*Problem requirements*. Look through the material below for "where". Copy every line that contains it.

*Input records*.
// This Source Code Form is subject to the terms of the Mozilla Public
// License, v. 2.0. If a copy of the MPL was not distributed with this
// file, You can obtain one at http://mozilla.org/MPL/2.0/.

//! Errors raised while configuring or driving the renderer.  Numeric
//! corner cases (an all-zero histogram, a point orbiting off the
//! canvas) are not errors; they are handled where they occur.

use failure::Fail;

/// Everything that can go wrong inside the library proper.
#[derive(Debug, Fail, PartialEq)]
pub enum Error {
    /// The sample grid is `sqrt(n)` streams of `sqrt(n)` samples, so
    /// anything else would leave part of the batch unwritten.
    #[fail(display = "points per iteration ({}) must be a perfect square", points)]
    NotPerfectSquare {
        /// The rejected count.
        points: usize,
    },

    /// Zero points per iteration would make every pass a no-op.
    #[fail(display = "points per iteration must be greater than zero")]
    NoSamples,

    /// The canvas must have at least one row and one column.
    #[fail(display = "canvas of {}x{} has no cells", height, width)]
    EmptyCanvas {
        /// Rows requested.
        height: usize,
        /// Columns requested.
        width: usize,
    },

    /// The sampling square must have a positive, finite half-width.
    #[fail(display = "sampling extent {} is not a positive finite number", extent)]
    BadExtent {
        /// The rejected half-width.
        extent: f64,
    },

    /// A lane of the accelerator panicked part-way through a kernel.
    /// Whatever the kernel was writing is in an unknown state.
    #[fail(display = "a compute lane failed while running {}", kernel)]
    LaneFailure {
        /// Name of the kernel that was dispatched.
        kernel: &'static str,
    },

    /// Channels handed to a consumer together must share a shape.
    #[fail(
        display = "histogram is {}x{}, expected {}x{}",
        found_height, found_width, height, width
    )]
    DimensionMismatch {
        /// Expected rows.
        height: usize,
        /// Expected columns.
        width: usize,
        /// Rows found.
        found_height: usize,
        /// Columns found.
        found_width: usize,
    },
}

/// Library-wide result alias.
pub type Result<T> = std::result::Result<T, Error>;
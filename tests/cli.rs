// This Source Code Form is subject to the terms of the Mozilla Public
// License, v. 2.0. If a copy of the MPL was not distributed with this
// file, You can obtain one at http://mozilla.org/MPL/2.0/.

use assert_cmd::prelude::*;
use predicates::prelude::*;
use std::process::Command;
use tempfile::tempdir;

fn buddhabrot() -> Command {
    Command::cargo_bin("buddhabrot-amp").unwrap()
}

#[test]
fn help_exits_cleanly() {
    buddhabrot()
        .arg("--help")
        .assert()
        .success()
        .stdout(predicate::str::contains("--points"));
}

#[test]
fn non_square_point_count_is_refused() {
    buddhabrot()
        .args(&["--points", "1000"])
        .assert()
        .failure()
        .code(1)
        .stderr(predicate::str::contains("perfect square"));
}

#[test]
fn malformed_dimension_is_refused() {
    buddhabrot()
        .args(&["--dimension", "huge"])
        .assert()
        .failure()
        .code(1)
        .stderr(predicate::str::contains("USAGE"));
}

#[test]
fn malformed_band_is_refused() {
    buddhabrot()
        .args(&["--red", "10-20"])
        .assert()
        .failure()
        .code(1);
}

#[test]
fn small_render_writes_a_png() {
    let dir = tempdir().unwrap();
    let output = dir.path().join("small.png");
    buddhabrot()
        .args(&[
            "-d", "32", "-p", "256", "-n", "2", "-t", "1", "-w", "0", "-s", "9",
            "--red", "0,10", "--green", "10,20", "--blue", "20,40", "-f",
        ])
        .arg(&output)
        .assert()
        .success();

    let img = image::open(&output).unwrap().to_rgba();
    assert_eq!(img.dimensions(), (32, 32));
}
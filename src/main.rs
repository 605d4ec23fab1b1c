// This Source Code Form is subject to the terms of the Mozilla Public
// License, v. 2.0. If a copy of the MPL was not distributed with this
// file, You can obtain one at http://mozilla.org/MPL/2.0/.

use std::io;
use std::path::Path;
use std::process;
use std::str::FromStr;

use buddhabrot::config::{DEFAULT_RANGES, DEFAULT_WARMUP};
use buddhabrot::export::write_png;
use buddhabrot::present::HeadlessPresenter;
use buddhabrot::sampler::exact_sqrt;
use buddhabrot::session::{run, FrameBudget};
use buddhabrot::{Accelerator, BuddhabrotGenerator, IterationRange, RenderConfig};
use clap::{App, Arg, ArgMatches, ErrorKind};
use log::info;

/// Given a string and a separator, returns the two values
/// separated by the separator.
fn parse_pair<T>(s: &str, separator: char) -> Option<(T, T)>
where
    T: FromStr,
{
    match s.find(separator) {
        None => None,
        Some(index) => match (T::from_str(&s[..index]), T::from_str(&s[index + 1..])) {
            (Ok(l), Ok(r)) => Some((l, r)),
            _ => None,
        },
    }
}

fn parse_range(s: &str) -> Option<IterationRange> {
    parse_pair(s, ',').map(|(min, max)| IterationRange::new(min, max))
}

fn validate_pair<T: FromStr>(s: &str, separator: char, err: &str) -> Result<(), String> {
    match parse_pair::<T>(s, separator) {
        Some(_) => Ok(()),
        None => Err(err.to_string()),
    }
}

fn validate_range<T: FromStr + Ord>(
    s: &str,
    low: T,
    high: T,
    isnotanumber_err: &str,
    isnotinrange_err: &str,
) -> Result<(), String> {
    match T::from_str(s) {
        Ok(i) => {
            if i >= low && i <= high {
                Ok(())
            } else {
                Err(isnotinrange_err.to_string())
            }
        }
        Err(_) => Err(isnotanumber_err.to_string()),
    }
}

fn validate_points(s: &str) -> Result<(), String> {
    match usize::from_str(s) {
        Ok(0) => Err("Point count must be greater than zero".to_string()),
        Ok(n) => match exact_sqrt(n) {
            Some(_) => Ok(()),
            None => Err(format!("Point count {} is not a perfect square", n)),
        },
        Err(_) => Err("Could not parse point count".to_string()),
    }
}

const DIMENSION: &str = "dimension";
const POINTS: &str = "points";
const FILE: &str = "file";
const FRAMES: &str = "frames";
const THREADS: &str = "threads";
const WARMUP: &str = "warmup";
const SEED: &str = "seed";
const RED: &str = "red";
const GREEN: &str = "green";
const BLUE: &str = "blue";

fn band_arg<'a>(name: &'a str, default: &'a str, help: &'a str) -> Arg<'a, 'a> {
    Arg::with_name(name)
        .long(name)
        .takes_value(true)
        .value_name("MIN,MAX")
        .default_value(default)
        .validator(|s| validate_pair::<usize>(&s, ',', "Could not parse iteration band"))
        .help(help)
}

/// What the command line asked for.
struct Options {
    config: RenderConfig,
    threads: usize,
    frames: u64,
    output: String,
}

// Every value read below has already been through its validator.
fn value<T: FromStr>(matches: &ArgMatches, name: &str) -> T {
    match matches.value_of(name).map(T::from_str) {
        Some(Ok(v)) => v,
        _ => unreachable!("{} was validated", name),
    }
}

fn band(matches: &ArgMatches, name: &str) -> IterationRange {
    match matches.value_of(name).and_then(parse_range) {
        Some(range) => range,
        None => unreachable!("{} was validated", name),
    }
}

fn options() -> Options {
    let max_threads = num_cpus::get();
    let default_threads = max_threads.to_string();
    let default_warmup = DEFAULT_WARMUP.to_string();
    let default_ranges: Vec<String> = DEFAULT_RANGES
        .iter()
        .map(|r| format!("{},{}", r.min, r.max))
        .collect();

    let app = App::new("buddhabrot-amp")
        .version("0.3.0")
        .author("Elf M. Sternberg <elf.sternberg@gmail.com>")
        .about("Three-channel Buddhabrot renderer")
        .arg(
            Arg::with_name(DIMENSION)
                .long(DIMENSION)
                .short("d")
                .takes_value(true)
                .default_value("4096")
                .validator(|s| {
                    validate_range(
                        &s,
                        1,
                        65_536,
                        "Could not parse dimension",
                        "Dimension must be between 1 and 65536",
                    )
                })
                .help("Dimension in pixels of the buddhabrot generated"),
        )
        .arg(
            Arg::with_name(POINTS)
                .long(POINTS)
                .short("p")
                .takes_value(true)
                .default_value("4194304")
                .validator(|s| validate_points(&s))
                .help("Number of points iterated on each frame; must be a perfect square"),
        )
        .arg(
            Arg::with_name(FILE)
                .long(FILE)
                .short("f")
                .takes_value(true)
                .default_value("buddhabrot-amp.png")
                .help("Path of output PNG file"),
        )
        .arg(
            Arg::with_name(FRAMES)
                .long(FRAMES)
                .short("n")
                .takes_value(true)
                .default_value("64")
                .validator(|s| {
                    validate_range(
                        &s,
                        0,
                        std::u64::MAX,
                        "Could not parse frame count",
                        "Frame count out of range",
                    )
                })
                .help("Number of frames to accumulate before writing the image"),
        )
        .arg(
            Arg::with_name(THREADS)
                .long(THREADS)
                .short("t")
                .takes_value(true)
                .default_value(&default_threads)
                .validator(move |s| {
                    validate_range(
                        &s,
                        1,
                        max_threads,
                        "Could not parse thread count",
                        &format!("Thread count must be between 1 and {}", max_threads),
                    )
                })
                .help("Number of threads to use in solver"),
        )
        .arg(
            Arg::with_name(WARMUP)
                .long(WARMUP)
                .short("w")
                .takes_value(true)
                .default_value(&default_warmup)
                .validator(|s| {
                    validate_range(
                        &s,
                        0,
                        std::usize::MAX,
                        "Could not parse warm-up count",
                        "Warm-up count out of range",
                    )
                })
                .help("Orbit steps skipped before plotting begins"),
        )
        .arg(
            Arg::with_name(SEED)
                .long(SEED)
                .short("s")
                .takes_value(true)
                .validator(|s| {
                    validate_range(
                        &s,
                        0,
                        std::u32::MAX,
                        "Could not parse seed",
                        "Seed out of range",
                    )
                })
                .help("Fixed random seed; defaults to the clock"),
        )
        .arg(band_arg(RED, &default_ranges[0], "Escape iterations plotted in red"))
        .arg(band_arg(GREEN, &default_ranges[1], "Escape iterations plotted in green"))
        .arg(band_arg(BLUE, &default_ranges[2], "Escape iterations plotted in blue"));

    let matches = match app.clone().get_matches_safe() {
        Ok(matches) => matches,
        Err(e) => match e.kind {
            ErrorKind::HelpDisplayed | ErrorKind::VersionDisplayed => e.exit(),
            _ => {
                eprintln!("{}", e.message);
                eprintln!();
                let _ = app.write_help(&mut io::stderr());
                eprintln!();
                process::exit(1);
            }
        },
    };

    let config = RenderConfig::default()
        .with_dimension(value(&matches, DIMENSION))
        .with_points(value(&matches, POINTS))
        .with_ranges([
            band(&matches, RED),
            band(&matches, GREEN),
            band(&matches, BLUE),
        ])
        .with_warmup(value(&matches, WARMUP))
        .with_seed(matches.value_of(SEED).and_then(|s| u32::from_str(s).ok()));

    Options {
        config,
        threads: value(&matches, THREADS),
        frames: value(&matches, FRAMES),
        output: value(&matches, FILE),
    }
}

fn render(options: Options) -> Result<(), failure::Error> {
    let accel = Accelerator::new(options.threads);
    let mut generator = BuddhabrotGenerator::new(accel, options.config)?;
    let mut presenter = HeadlessPresenter::new(800, 800);
    run(
        &mut generator,
        &mut presenter,
        &mut FrameBudget::new(options.frames),
    )?;

    info!("writing {}", options.output);
    write_png(
        generator.accelerator(),
        Path::new(&options.output),
        generator.histograms(),
    )
}

fn main() {
    env_logger::Builder::from_env(env_logger::Env::default().default_filter_or("info")).init();
    if let Err(e) = render(options()) {
        eprintln!("Render failure: {}", e);
        for cause in e.iter_causes() {
            eprintln!("  caused by: {}", cause);
        }
        process::exit(1);
    }
}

*Reply to the exercise*.
//! canvas) are not errors; they are handled where they occur.
where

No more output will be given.